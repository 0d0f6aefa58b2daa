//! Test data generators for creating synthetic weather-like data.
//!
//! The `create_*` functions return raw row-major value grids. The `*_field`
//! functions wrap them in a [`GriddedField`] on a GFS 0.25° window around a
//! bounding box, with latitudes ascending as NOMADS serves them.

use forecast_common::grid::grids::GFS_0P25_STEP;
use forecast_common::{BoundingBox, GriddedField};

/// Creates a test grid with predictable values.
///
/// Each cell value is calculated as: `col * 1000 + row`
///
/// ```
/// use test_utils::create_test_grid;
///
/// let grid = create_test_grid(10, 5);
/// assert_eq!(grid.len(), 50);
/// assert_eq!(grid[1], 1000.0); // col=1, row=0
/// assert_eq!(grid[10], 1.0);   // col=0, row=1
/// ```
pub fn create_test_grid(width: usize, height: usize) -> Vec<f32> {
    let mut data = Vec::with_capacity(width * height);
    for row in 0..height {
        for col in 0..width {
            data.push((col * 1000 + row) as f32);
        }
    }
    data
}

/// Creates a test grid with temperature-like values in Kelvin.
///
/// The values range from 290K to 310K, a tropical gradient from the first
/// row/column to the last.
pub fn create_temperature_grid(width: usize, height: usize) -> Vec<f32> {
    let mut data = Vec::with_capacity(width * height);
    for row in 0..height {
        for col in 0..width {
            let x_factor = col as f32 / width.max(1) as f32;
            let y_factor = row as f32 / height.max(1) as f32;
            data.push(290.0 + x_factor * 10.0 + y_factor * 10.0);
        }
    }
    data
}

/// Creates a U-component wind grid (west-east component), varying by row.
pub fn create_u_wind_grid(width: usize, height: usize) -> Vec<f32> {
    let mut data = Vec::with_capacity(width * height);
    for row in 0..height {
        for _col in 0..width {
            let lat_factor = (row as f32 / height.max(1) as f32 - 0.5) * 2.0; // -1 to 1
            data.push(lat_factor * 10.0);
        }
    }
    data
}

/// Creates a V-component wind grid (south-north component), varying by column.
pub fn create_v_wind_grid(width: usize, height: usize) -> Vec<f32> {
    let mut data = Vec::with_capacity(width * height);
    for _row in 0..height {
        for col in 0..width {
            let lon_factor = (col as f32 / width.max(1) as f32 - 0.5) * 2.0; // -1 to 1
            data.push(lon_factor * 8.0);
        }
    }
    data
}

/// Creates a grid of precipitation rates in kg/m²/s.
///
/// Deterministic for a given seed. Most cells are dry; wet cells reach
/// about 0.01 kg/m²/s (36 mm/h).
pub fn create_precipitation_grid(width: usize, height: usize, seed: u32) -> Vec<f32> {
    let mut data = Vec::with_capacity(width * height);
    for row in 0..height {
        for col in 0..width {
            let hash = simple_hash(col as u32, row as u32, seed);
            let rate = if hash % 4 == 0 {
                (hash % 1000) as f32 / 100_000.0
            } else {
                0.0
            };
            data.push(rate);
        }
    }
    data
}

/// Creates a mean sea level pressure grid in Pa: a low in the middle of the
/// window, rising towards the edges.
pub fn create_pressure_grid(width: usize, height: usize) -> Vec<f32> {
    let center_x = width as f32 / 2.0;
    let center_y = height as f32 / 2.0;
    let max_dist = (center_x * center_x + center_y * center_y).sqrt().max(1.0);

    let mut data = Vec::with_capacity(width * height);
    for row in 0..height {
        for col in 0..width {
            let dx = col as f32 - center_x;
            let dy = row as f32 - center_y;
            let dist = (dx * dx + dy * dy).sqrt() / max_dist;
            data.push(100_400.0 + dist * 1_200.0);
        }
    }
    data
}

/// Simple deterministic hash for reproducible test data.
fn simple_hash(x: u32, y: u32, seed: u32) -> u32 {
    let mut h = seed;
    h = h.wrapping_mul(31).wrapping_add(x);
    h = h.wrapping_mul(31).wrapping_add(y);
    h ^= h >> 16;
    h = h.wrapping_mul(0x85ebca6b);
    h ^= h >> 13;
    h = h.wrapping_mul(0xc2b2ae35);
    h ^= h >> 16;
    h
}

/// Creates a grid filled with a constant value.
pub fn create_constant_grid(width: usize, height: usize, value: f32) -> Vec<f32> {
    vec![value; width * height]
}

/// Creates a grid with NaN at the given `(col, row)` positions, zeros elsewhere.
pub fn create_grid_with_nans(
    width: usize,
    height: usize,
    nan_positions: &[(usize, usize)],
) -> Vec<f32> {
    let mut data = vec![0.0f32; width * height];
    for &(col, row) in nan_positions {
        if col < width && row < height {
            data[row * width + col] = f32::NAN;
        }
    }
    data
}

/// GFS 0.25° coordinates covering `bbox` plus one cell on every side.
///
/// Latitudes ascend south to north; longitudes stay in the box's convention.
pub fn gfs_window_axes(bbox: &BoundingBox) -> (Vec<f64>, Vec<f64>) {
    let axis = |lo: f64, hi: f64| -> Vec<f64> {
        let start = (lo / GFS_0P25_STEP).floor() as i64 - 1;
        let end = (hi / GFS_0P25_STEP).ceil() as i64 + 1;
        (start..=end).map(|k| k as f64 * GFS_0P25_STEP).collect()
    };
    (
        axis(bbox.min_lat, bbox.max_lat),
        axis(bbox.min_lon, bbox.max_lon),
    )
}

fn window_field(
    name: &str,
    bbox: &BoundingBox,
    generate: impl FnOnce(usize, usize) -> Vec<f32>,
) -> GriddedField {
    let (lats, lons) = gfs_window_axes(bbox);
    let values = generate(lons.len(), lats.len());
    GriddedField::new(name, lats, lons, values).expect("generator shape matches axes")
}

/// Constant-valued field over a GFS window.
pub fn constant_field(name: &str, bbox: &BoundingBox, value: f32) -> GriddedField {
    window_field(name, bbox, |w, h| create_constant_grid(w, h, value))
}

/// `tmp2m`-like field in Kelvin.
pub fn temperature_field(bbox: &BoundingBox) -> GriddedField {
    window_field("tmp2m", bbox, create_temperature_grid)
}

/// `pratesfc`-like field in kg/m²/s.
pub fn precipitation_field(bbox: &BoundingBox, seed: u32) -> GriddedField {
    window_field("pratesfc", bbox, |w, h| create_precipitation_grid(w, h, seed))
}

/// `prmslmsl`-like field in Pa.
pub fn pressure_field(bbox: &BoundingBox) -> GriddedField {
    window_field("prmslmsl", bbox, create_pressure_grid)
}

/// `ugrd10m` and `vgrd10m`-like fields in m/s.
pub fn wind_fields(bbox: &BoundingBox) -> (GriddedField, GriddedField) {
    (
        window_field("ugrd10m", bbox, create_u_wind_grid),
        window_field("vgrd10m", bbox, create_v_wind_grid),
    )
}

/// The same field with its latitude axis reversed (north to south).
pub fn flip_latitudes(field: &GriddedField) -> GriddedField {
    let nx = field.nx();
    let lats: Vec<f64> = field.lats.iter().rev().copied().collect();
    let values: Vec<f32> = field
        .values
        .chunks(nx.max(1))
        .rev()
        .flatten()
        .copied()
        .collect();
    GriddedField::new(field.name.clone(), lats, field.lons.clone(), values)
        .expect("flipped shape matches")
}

▶ What to work on:
Your output should be the lines from the one with "let values: Vec<f32> = field" through the last line of the entries above, copied exactly and nothing more.

▶ Task result:
    let values: Vec<f32> = field
        .values
        .chunks(nx.max(1))
        .rev()
        .flatten()
        .copied()
        .collect();
    GriddedField::new(field.name.clone(), lats, field.lons.clone(), values)
        .expect("flipped shape matches")
}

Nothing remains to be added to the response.